Task item: Among the entries that follow, find every line with the word "VisitError" and copy it.
"""
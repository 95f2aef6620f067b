#![allow(dead_code)]

use std::sync::{Arc, Mutex};

use trellis_core::{ContentVisitor, Fragment, QName, VisitContext, VisitResult};

/// Shared event log for asserting callback order across visitors.
pub type EventLog = Arc<Mutex<Vec<String>>>;

pub fn event_log() -> EventLog {
    Arc::new(Mutex::new(Vec::new()))
}

pub fn events(log: &EventLog) -> Vec<String> {
    log.lock().unwrap().clone()
}

/// Visitor that appends `<name>:<phase>:<fragment>` to a shared log.
pub struct Recorder {
    pub name: &'static str,
    pub log: EventLog,
}

impl Recorder {
    pub fn new(name: &'static str, log: &EventLog) -> Arc<Self> {
        Arc::new(Self { name, log: Arc::clone(log) })
    }

    fn push(&self, entry: String) {
        self.log.lock().unwrap().push(entry);
    }
}

impl ContentVisitor for Recorder {
    fn visit_before(&self, fragment: &dyn Fragment, _ctx: &mut VisitContext<'_>) -> VisitResult {
        self.push(format!("{}:before:{}", self.name, fragment.qname()));
        Ok(())
    }

    fn visit_child_text(
        &self,
        text: &str,
        fragment: &dyn Fragment,
        _ctx: &mut VisitContext<'_>,
    ) -> VisitResult {
        self.push(format!("{}:text:{}:{}", self.name, fragment.qname(), text));
        Ok(())
    }

    fn visit_child_element(
        &self,
        child: &dyn Fragment,
        fragment: &dyn Fragment,
        _ctx: &mut VisitContext<'_>,
    ) -> VisitResult {
        self.push(format!("{}:child:{}:{}", self.name, fragment.qname(), child.qname()));
        Ok(())
    }

    fn visit_after(&self, fragment: &dyn Fragment, _ctx: &mut VisitContext<'_>) -> VisitResult {
        self.push(format!("{}:after:{}", self.name, fragment.qname()));
        Ok(())
    }
}

/// Collaborator-side element view for driving the streaming protocol by
/// hand. Carries no ancestors of its own; the driver's open-element stack
/// supplies the chain.
pub struct StartElement {
    name: QName,
    attrs: Vec<(QName, Arc<str>)>,
}

impl StartElement {
    pub fn new(name: &str) -> Self {
        Self { name: QName::from(name), attrs: Vec::new() }
    }

    pub fn with_attr(mut self, name: &str, value: &str) -> Self {
        self.attrs.push((QName::from(name), Arc::from(value)));
        self
    }
}

impl Fragment for StartElement {
    fn qname(&self) -> QName {
        self.name.clone()
    }

    fn ancestors(&self) -> Box<dyn Iterator<Item = QName> + '_> {
        Box::new(std::iter::empty())
    }

    fn attribute(&self, namespace: Option<&str>, name: &str) -> Option<&str> {
        self.attrs
            .iter()
            .find(|(qn, _)| qn.local() == name && qn.namespace() == namespace)
            .map(|(_, value)| &**value)
    }

    fn attributes(&self) -> Vec<(QName, Arc<str>)> {
        self.attrs.clone()
    }
}
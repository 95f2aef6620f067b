use std::fmt;

use bitflags::bitflags;
use thiserror::Error;

use crate::fragment::{Fragment, QName};
use crate::lease::{Lease, LeaseConflict, LeaseTable};

bitflags! {
    /// Phase capabilities a binding declares at registration time.
    ///
    /// Only callbacks whose phase is present in the declared set are ever
    /// delivered; a visitor interested in aggregate content typically
    /// declares `AFTER` alone.
    #[derive(Debug, Clone, Copy, PartialEq, Eq, Hash)]
    pub struct PhaseSet: u8 {
        const BEFORE = 1 << 0;
        const CHILD_TEXT = 1 << 1;
        const CHILD_ELEMENT = 1 << 2;
        const AFTER = 1 << 3;
    }
}

/// One dispatch phase of a fragment occurrence.
#[derive(Debug, Clone, Copy, PartialEq, Eq)]
pub enum Phase {
    Before,
    ChildText,
    ChildElement,
    After,
}

impl Phase {
    pub fn as_set(self) -> PhaseSet {
        match self {
            Self::Before => PhaseSet::BEFORE,
            Self::ChildText => PhaseSet::CHILD_TEXT,
            Self::ChildElement => PhaseSet::CHILD_ELEMENT,
            Self::After => PhaseSet::AFTER,
        }
    }
}

impl fmt::Display for Phase {
    fn fmt(&self, f: &mut fmt::Formatter<'_>) -> fmt::Result {
        let name = match self {
            Self::Before => "before",
            Self::ChildText => "child-text",
            Self::ChildElement => "child-element",
            Self::After => "after",
        };
        f.write_str(name)
    }
}

pub type BoxError = Box<dyn std::error::Error + Send + Sync>;

/// Error returned by a visitor callback.
///
/// Dispatch of the current document stops at the first visitor error; the
/// driver wraps it with the selector, phase and fragment it was raised for.
#[derive(Debug, Error)]
#[error(transparent)]
pub struct VisitError(#[from] BoxError);

impl VisitError {
    pub fn msg(message: impl Into<String>) -> Self {
        Self(message.into().into())
    }

    pub fn into_inner(self) -> BoxError {
        self.0
    }
}

impl From<LeaseConflict> for VisitError {
    fn from(conflict: LeaseConflict) -> Self {
        Self(Box::new(conflict))
    }
}

pub type VisitResult = Result<(), VisitError>;

/// Per-callback view of the document's mutable dispatch state.
///
/// Constructed by the driver for every delivered callback; the occurrence id
/// identifies the fragment occurrence leases are scoped to.
pub struct VisitContext<'a> {
    leases: &'a mut LeaseTable,
    occurrence: u64,
    fragment: QName,
}

impl<'a> VisitContext<'a> {
    pub fn new(leases: &'a mut LeaseTable, occurrence: u64, fragment: QName) -> Self {
        Self { leases, occurrence, fragment }
    }

    /// Claims exclusive access to an output resource of the current fragment.
    pub fn acquire(&mut self, resource: &str) -> Result<Lease, LeaseConflict> {
        self.leases.acquire(resource, self.occurrence, &self.fragment)
    }

    /// Releases a lease before the current callback returns.
    pub fn release(&mut self, lease: Lease) {
        self.leases.release(lease);
    }

    pub fn occurrence(&self) -> u64 {
        self.occurrence
    }

    /// Name of the fragment the current callback was dispatched for.
    pub fn fragment(&self) -> &QName {
        &self.fragment
    }
}

impl fmt::Debug for VisitContext<'_> {
    fn fmt(&self, f: &mut fmt::Formatter<'_>) -> fmt::Result {
        f.debug_struct("VisitContext")
            .field("occurrence", &self.occurrence)
            .field("fragment", &self.fragment)
            .finish_non_exhaustive()
    }
}

/// Handler invoked for fragments its selector matches.
///
/// All callbacks default to no-ops so implementations only override the
/// phases they declared. Implementations shared across concurrently processed
/// documents must not keep per-document mutable state; obtain one instance
/// per execution context from a pooling collaborator instead.
pub trait ContentVisitor: Send + Sync {
    /// Called when a matched fragment is entered, before any of its children
    /// have been streamed.
    fn visit_before(&self, _fragment: &dyn Fragment, _ctx: &mut VisitContext<'_>) -> VisitResult {
        Ok(())
    }

    /// Called for every text run directly under the matched fragment.
    fn visit_child_text(
        &self,
        _text: &str,
        _fragment: &dyn Fragment,
        _ctx: &mut VisitContext<'_>,
    ) -> VisitResult {
        Ok(())
    }

    /// Called for every child element directly under the matched fragment,
    /// before that child is itself entered.
    fn visit_child_element(
        &self,
        _child: &dyn Fragment,
        _fragment: &dyn Fragment,
        _ctx: &mut VisitContext<'_>,
    ) -> VisitResult {
        Ok(())
    }

    /// Called when the matched fragment is left, after all children have
    /// been streamed.
    fn visit_after(&self, _fragment: &dyn Fragment, _ctx: &mut VisitContext<'_>) -> VisitResult {
        Ok(())
    }
}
"""
Solution for this problem:
pub struct VisitError(#[from] BoxError);
impl VisitError {
impl From<LeaseConflict> for VisitError {
pub type VisitResult = Result<(), VisitError>;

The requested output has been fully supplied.